Structure and property evolution of atomically precise palladium clusters

Abstract

Atomically precise palladium (Pd) clusters are emerging as versatile nanomaterials with applications in catalysis and biomedicine. This study explores the synthesis, structure evolution, and catalytic properties of Pd clusters stabilized by cyclohexanethiol (HSC₆H₁₁) ligands. Using electrospray ionization mass spectrometry (ESI–MS) and single-crystal X-ray diffraction (SXRD), structures of the Pd clusters ranging from Pd₄(SC₆H₁₁)₈ to Pd₁₈(SC₆H₁₁)₃₆ were determined. This analysis revealed a structure evolution from polygonal to elliptical geometries of the Pd_nS_2n frameworks as the cluster size increased.
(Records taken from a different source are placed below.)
//! Configuration Storage
//!
//! Reads and writes the JSON config file.
//! Config location: ~/.netdiag/config.json

use std::path::{Path, PathBuf};

use tokio::fs;
use tokio::io::AsyncWriteExt;
use tracing::debug;

use super::types::DiagConfig;

/// Configuration storage errors
#[derive(Debug, thiserror::Error)]
pub enum ConfigError {
    #[error("Failed to determine config directory")]
    NoConfigDir,

    #[error("IO error: {0}")]
    Io(#[from] std::io::Error),

    #[error("JSON error: {0}")]
    Json(#[from] serde_json::Error),

    #[error("Invalid configuration: {0}")]
    Invalid(String),
}

/// `~/.netdiag`
pub fn config_dir() -> Result<PathBuf, ConfigError> {
    dirs::home_dir()
        .map(|home| home.join(".netdiag"))
        .ok_or(ConfigError::NoConfigDir)
}

pub fn config_file() -> Result<PathBuf, ConfigError> {
    Ok(config_dir()?.join("config.json"))
}

pub struct ConfigStorage {
    path: PathBuf,
}

impl ConfigStorage {
    /// Storage at the default location
    pub fn new() -> Result<Self, ConfigError> {
        Ok(Self {
            path: config_file()?,
        })
    }

    pub fn with_path(path: PathBuf) -> Self {
        Self { path }
    }

    pub fn path(&self) -> &Path {
        &self.path
    }

    /// Load and validate the config.
    /// A missing file yields the defaults; a malformed one is an error.
    pub async fn load(&self) -> Result<DiagConfig, ConfigError> {
        let config = match fs::read_to_string(&self.path).await {
            Ok(contents) => serde_json::from_str::<DiagConfig>(&contents)?,
            Err(e) if e.kind() == std::io::ErrorKind::NotFound => {
                debug!("No config at {:?}, using defaults", self.path);
                DiagConfig::default()
            }
            Err(e) => return Err(ConfigError::Io(e)),
        };
        config.validate()?;
        Ok(config)
    }

    /// Save configuration to disk
    pub async fn save(&self, config: &DiagConfig) -> Result<(), ConfigError> {
        if let Some(parent) = self.path.parent().filter(|p| !p.as_os_str().is_empty()) {
            fs::create_dir_all(parent).await?;
        }

        // Write to temp file first, then rename
        let temp_path = self.path.with_extension("json.tmp");
        let json = serde_json::to_string_pretty(config)?;

        let mut file = fs::File::create(&temp_path).await?;
        file.write_all(json.as_bytes()).await?;
        file.sync_all().await?;

        fs::rename(&temp_path, &self.path).await?;
        Ok(())
    }

    pub async fn exists(&self) -> bool {
        fs::try_exists(&self.path).await.unwrap_or(false)
    }
}

#[cfg(test)]
mod tests {
    use super::*;
    use crate::config::DeviceEntry;
    use crate::diag::ReportFormat;
    use tempfile::tempdir;

    #[tokio::test]
    async fn test_load_missing_returns_defaults() {
        let temp = tempdir().unwrap();
        let storage = ConfigStorage::with_path(temp.path().join("config.json"));

        assert!(!storage.exists().await);
        let config = storage.load().await.unwrap();
        assert_eq!(config.port, 22);
        assert_eq!(config.diagnostic_commands.len(), 6);
    }

    #[tokio::test]
    async fn test_save_and_load() {
        let temp = tempdir().unwrap();
        let storage = ConfigStorage::with_path(temp.path().join("nested").join("config.json"));

        let mut config = DiagConfig::default();
        config.report_format = ReportFormat::Json;
        config.devices.push(DeviceEntry {
            host: "192.168.1.1".to_string(),
            username: "admin".to_string(),
            password: None,
            key_path: Some("~/.ssh/id_ed25519".to_string()),
            port: None,
            device_type: None,
        });

        storage.save(&config).await.unwrap();
        assert!(storage.exists().await);

        let loaded = storage.load().await.unwrap();
        assert_eq!(loaded.report_format, ReportFormat::Json);
        assert_eq!(loaded.devices.len(), 1);
        assert_eq!(
            loaded.devices[0].key_path.as_deref(),
            Some("~/.ssh/id_ed25519")
        );
    }

    #[tokio::test]
    async fn test_load_malformed_is_error() {
        let temp = tempdir().unwrap();
        let path = temp.path().join("config.json");
        std::fs::write(&path, "{ not json").unwrap();

        let err = ConfigStorage::with_path(path).load().await.unwrap_err();
        assert!(matches!(err, ConfigError::Json(_)));
    }

    #[tokio::test]
    async fn test_load_rejects_invalid_values() {
        let temp = tempdir().unwrap();
        let path = temp.path().join("config.json");
        std::fs::write(&path, r#"{ "diagnostic_commands": [] }"#).unwrap();

        let err = ConfigStorage::with_path(path).load().await.unwrap_err();
        assert!(matches!(err, ConfigError::Invalid(_)));
    }
}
UV–Vis-NIR spectroscopy, combined with quantum chemical calculations, elucidated changes in the electronic structure of the clusters. Catalytic studies on the Sonogashira cross-coupling reactions demonstrated a size-dependent decline in activity attributed to variations in structural arrangements and electronic properties. Mechanistic insights proposed a distinctive Pd^(II)–Pd^(IV) catalytic cycle. This research underscores how ligands and cluster size influence the structures and properties of Pd clusters, offering valuable insights for the future design and application of Pd clusters in advanced catalysis and beyond.